* _Task to complete_
In the records below, find the line that contains "callers stay synchronous." and the line that contains "pub(crate) const QUERY_TIMEOUT: Duration". Set down exactly those lines and every line between them, and nothing more.

Items from a dataset:
..............................
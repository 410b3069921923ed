//! MySQL probe backed by a single `sqlx` connection.
//!
//! `sqlx` is async; the probe owns a current-thread runtime and blocks on it
//! for each call, so callers stay synchronous.

use std::future::Future;
use std::time::Duration;

use anyhow::{Context, Result};
use rust_decimal::Decimal;
use sqlx::mysql::{MySqlConnectOptions, MySqlConnection, MySqlDatabaseError};
use sqlx::Connection;
use tokio::runtime::Runtime;
use tracing::{debug, warn};

use super::{Charset, DatabaseProbe};
use crate::config::DatabaseConfig;
use crate::error::ProbeError;

pub(crate) const CONNECT_TIMEOUT: Duration = Duration::from_secs(5);
pub(crate) const QUERY_TIMEOUT: Duration = Duration::from_secs(5);

/// ER_DBACCESS_DENIED_ERROR, ER_ACCESS_DENIED_ERROR, ER_ACCESS_DENIED_NO_PASSWORD_ERROR
const ACCESS_DENIED_ERRORS: &[u16] = &[1044, 1045, 1698];

pub struct MySqlProbe {
    runtime: Runtime,
    options: MySqlConnectOptions,
    database: String,
    connection: Option<MySqlConnection>,
}

impl MySqlProbe {
    /// Prepare connection options. No network traffic happens until `connect`.
    pub fn new(config: &DatabaseConfig) -> Result<Self> {
        let runtime = tokio::runtime::Builder::new_current_thread()
            .enable_all()
            .build()
            .context("Failed to start the database I/O runtime")?;

        let options = MySqlConnectOptions::new()
            .host(&config.host)
            .port(config.port)
            .database(&config.database)
            .username(&config.username)
            .password(config.password.expose())
            .charset("utf8mb4");

        Ok(Self {
            runtime,
            options,
            database: config.database.clone(),
            connection: None,
        })
    }
}

impl DatabaseProbe for MySqlProbe {
    fn connect(&mut self) -> Result<String, ProbeError> {
        debug!(database = %self.database, "connecting to MySQL");
        let connection = block_on(
            &self.runtime,
            "connect",
            CONNECT_TIMEOUT,
            MySqlConnection::connect_with(&self.options),
        )?;
        let connection = self.connection.insert(connection);

        block_on(
            &self.runtime,
            "version query",
            QUERY_TIMEOUT,
            sqlx::query_scalar::<_, String>("SELECT CAST(VERSION() AS CHAR)")
                .fetch_one(&mut *connection),
        )
    }

    fn charset(&mut self) -> Result<Charset, ProbeError> {
        let connection = self.connection.as_mut().ok_or(ProbeError::NotConnected)?;
        let (character_set, collation) = block_on(
            &self.runtime,
            "charset query",
            QUERY_TIMEOUT,
            sqlx::query_as::<_, (String, String)>(
                "SELECT CAST(@@character_set_database AS CHAR), CAST(@@collation_database AS CHAR)",
            )
            .fetch_one(&mut *connection),
        )?;
        Ok(Charset {
            character_set,
            collation,
        })
    }

    fn decimal_roundtrip(
        &mut self,
        literal: &str,
        precision: u8,
        scale: u8,
    ) -> Result<String, ProbeError> {
        // The literal is spliced into SQL, so it must be a plain number.
        literal
            .parse::<Decimal>()
            .map_err(|e| ProbeError::Unexpected(format!("'{literal}' is not a decimal: {e}")))?;

        let connection = self.connection.as_mut().ok_or(ProbeError::NotConnected)?;
        let sql = format!("SELECT CAST({literal} AS DECIMAL({precision},{scale}))");
        let value = block_on(
            &self.runtime,
            "decimal query",
            QUERY_TIMEOUT,
            sqlx::query_scalar::<_, Decimal>(&sql).fetch_one(&mut *connection),
        )?;
        Ok(value.to_string())
    }

    fn table_names(&mut self) -> Result<Vec<String>, ProbeError> {
        let connection = self.connection.as_mut().ok_or(ProbeError::NotConnected)?;
        block_on(
            &self.runtime,
            "schema catalog query",
            QUERY_TIMEOUT,
            sqlx::query_scalar::<_, String>(
                "SELECT CAST(TABLE_NAME AS CHAR) FROM information_schema.TABLES WHERE TABLE_SCHEMA = ?",
            )
            .bind(&self.database)
            .fetch_all(&mut *connection),
        )
    }

    fn close(&mut self) {
        if let Some(connection) = self.connection.take() {
            debug!("closing MySQL connection");
            if let Err(err) = block_on(&self.runtime, "disconnect", QUERY_TIMEOUT, connection.close())
            {
                warn!(error = %err, "MySQL connection did not close cleanly");
            }
        }
    }
}

impl Drop for MySqlProbe {
    fn drop(&mut self) {
        self.close();
    }
}

fn block_on<T, F>(
    runtime: &Runtime,
    operation: &'static str,
    after: Duration,
    future: F,
) -> Result<T, ProbeError>
where
    F: Future<Output = Result<T, sqlx::Error>>,
{
    runtime
        .block_on(async { tokio::time::timeout(after, future).await })
        .map_err(|_| ProbeError::timeout(operation, after))?
        .map_err(classify)
}

fn classify(err: sqlx::Error) -> ProbeError {
    match err {
        sqlx::Error::Io(e) => ProbeError::Connectivity(e.to_string()),
        sqlx::Error::Tls(e) => ProbeError::Tls(e.to_string()),
        sqlx::Error::Database(db) => {
            let number = db
                .try_downcast_ref::<MySqlDatabaseError>()
                .map(MySqlDatabaseError::number);
            match number {
                Some(n) if ACCESS_DENIED_ERRORS.contains(&n) => {
                    ProbeError::Authentication(db.message().to_string())
                }
                _ => ProbeError::Rejected(db.message().to_string()),
            }
        }
        other => ProbeError::Unexpected(other.to_string()),
    }
}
..............................
* _Expected answer_
//! for each call, so callers stay synchronous.

use std::future::Future;
use std::time::Duration;

use anyhow::{Context, Result};
use rust_decimal::Decimal;
use sqlx::mysql::{MySqlConnectOptions, MySqlConnection, MySqlDatabaseError};
use sqlx::Connection;
use tokio::runtime::Runtime;
use tracing::{debug, warn};

use super::{Charset, DatabaseProbe};
use crate::config::DatabaseConfig;
use crate::error::ProbeError;

pub(crate) const CONNECT_TIMEOUT: Duration = Duration::from_secs(5);
pub(crate) const QUERY_TIMEOUT: Duration = Duration::from_secs(5);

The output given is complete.